Additionally, the demand time series were formally separated into training sets and testing sets.
This is particularly important for the ML techniques, where the training set was used for ML models
to learn the demand patterns and the testing set used to estimate how well the forecasting capability
could generalize in the future. The main performance measure that we used to test the hypotheses was
the absolute error (AE) for every forecast data point. To make the absolute error comparable across
products, we normalized this measure by dividing it by the standard deviation of the training set. Thus,
the performance of different techniques was compared in terms of normalized absolute error (NAE)
using a t-test to determine if there was statistical difference in the error (forecasting performance) of
the techniques.
experimental Procedure
To test the proposed hypothesis, we executed all of the forecasting algorithms on the demand series
from the three datasets.

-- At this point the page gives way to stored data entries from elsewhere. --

//! Task and result data model

use crate::error::Result;
use serde::{Deserialize, Serialize};

/// One unit of work, decoded from a single inbound broker message
///
/// Consumed exactly once; never persisted or retried by the worker.
#[derive(Debug, Clone, Serialize, Deserialize)]
pub struct Task {
    /// Session the task belongs to
    pub session_id: String,

    /// Free-text query for the inference service
    pub query: String,

    /// Credential forwarded to the inference service
    pub api_key: String,

    /// `host:port` address of the coordinator's callback service
    pub grpc_endpoint: String,

    /// Epoch milliseconds when the coordinator created the task
    pub timestamp: i64,
}

impl Task {
    /// Decode a task from a raw broker payload
    pub fn from_payload(payload: &[u8]) -> Result<Self> {
        Ok(serde_json::from_slice(payload)?)
    }
}

/// Computed answer plus timing metadata, delivered once to the coordinator
#[derive(Debug, Clone, PartialEq, Serialize, Deserialize)]
pub struct TaskResult {
    /// Worker that processed the task
    pub worker_id: String,

    /// Session the task belongs to
    pub session_id: String,

    /// The query exactly as received
    pub original_query: String,

    /// Inference output, or an in-band diagnostic string
    pub ai_response: String,

    /// Credential echoed back from the task
    pub api_key: String,

    /// Wall-clock processing duration in milliseconds
    pub processing_time_ms: i64,

    /// The task's own timestamp, echoed back
    pub query_timestamp: i64,

    /// Epoch milliseconds when processing finished
    pub completion_timestamp: i64,
}
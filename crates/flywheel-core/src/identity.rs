//! Worker identity and status

use crate::config::WorkerConfig;
use serde::{Deserialize, Serialize};
use uuid::Uuid;

/// Implementation language advertised to the coordinator
pub const WORKER_LANGUAGE: &str = "Rust";

/// Availability state of the worker
#[derive(Debug, Clone, Copy, PartialEq, Eq, Serialize, Deserialize)]
#[serde(rename_all = "lowercase")]
pub enum WorkerStatus {
    /// Waiting for a task
    Idle,
    /// Processing a task
    Busy,
}

impl std::fmt::Display for WorkerStatus {
    fn fmt(&self, f: &mut std::fmt::Formatter<'_>) -> std::fmt::Result {
        match self {
            WorkerStatus::Idle => write!(f, "idle"),
            WorkerStatus::Busy => write!(f, "busy"),
        }
    }
}

/// Process-lifetime-stable worker identity
#[derive(Debug, Clone)]
pub struct WorkerIdentity {
    /// Unique worker ID, e.g. `rust-worker-host01-1a2b3c4d`
    pub id: String,
    /// Implementation language tag
    pub language: String,
}

impl WorkerIdentity {
    /// Create the identity for this process
    ///
    /// Uses the configured ID verbatim if one was given, otherwise derives
    /// `rust-worker-{hostname}-{8 hex chars}`. Called once at startup.
    pub fn generate(config: &WorkerConfig) -> Self {
        let id = config.id.clone().unwrap_or_else(|| {
            let suffix = Uuid::new_v4().simple().to_string();
            format!("rust-worker-{}-{}", config.get_hostname(), &suffix[..8])
        });

        Self {
            id,
            language: WORKER_LANGUAGE.to_string(),
        }
    }
}

#[cfg(test)]
mod tests {
    use super::*;

    #[test]
    fn test_generated_id_format() {
        let config = WorkerConfig {
            hostname: Some("host01".to_string()),
            ..Default::default()
        };
        let identity = WorkerIdentity::generate(&config);
        assert!(identity.id.starts_with("rust-worker-host01-"));
        // 8 hex chars after the last dash
        let suffix = identity.id.rsplit('-').next().unwrap();
        assert_eq!(suffix.len(), 8);
        assert!(suffix.chars().all(|c| c.is_ascii_hexdigit()));
        assert_eq!(identity.language, "Rust");
    }

    #[test]
    fn test_explicit_id_wins() {
        let config = WorkerConfig {
            id: Some("worker-a".to_string()),
            ..Default::default()
        };
        let identity = WorkerIdentity::generate(&config);
        assert_eq!(identity.id, "worker-a");
    }

    #[test]
    fn test_ids_are_unique() {
        let config = WorkerConfig::default();
        let a = WorkerIdentity::generate(&config);
        let b = WorkerIdentity::generate(&config);
        assert_ne!(a.id, b.id);
    }

    #[test]
    fn test_status_serializes_lowercase() {
        assert_eq!(
            serde_json::to_string(&WorkerStatus::Busy).unwrap(),
            "\"busy\""
        );
        assert_eq!(WorkerStatus::Idle.to_string(), "idle");
    }
}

The first step to the implementation of this experiment was the preparation of
the data and the separation into training and testing sets. Since ML techniques require large amounts
of data in order to properly detect true patterns, we used 80% of the time series data for training and
20% of the data for testing. In the second step, we employed all of the selected techniques to produce
forecasts. All of the data processing and forecasting was performed in the MATLAB 7.0 environment
(MathWorks, 2005c).
To illustrate, in the chocolate factory dataset, the training set contains 80% of the data, thus 38
months of demand and the testing set will contain the other 20% of the data that is 9 months of demand.
This represents data from October 2000 to November 2003 for the training set and December 2003 to
August 2004 for the testing set. The testing set contained the total of 900 forecast observations used
for comparing performance of forecasting techniques.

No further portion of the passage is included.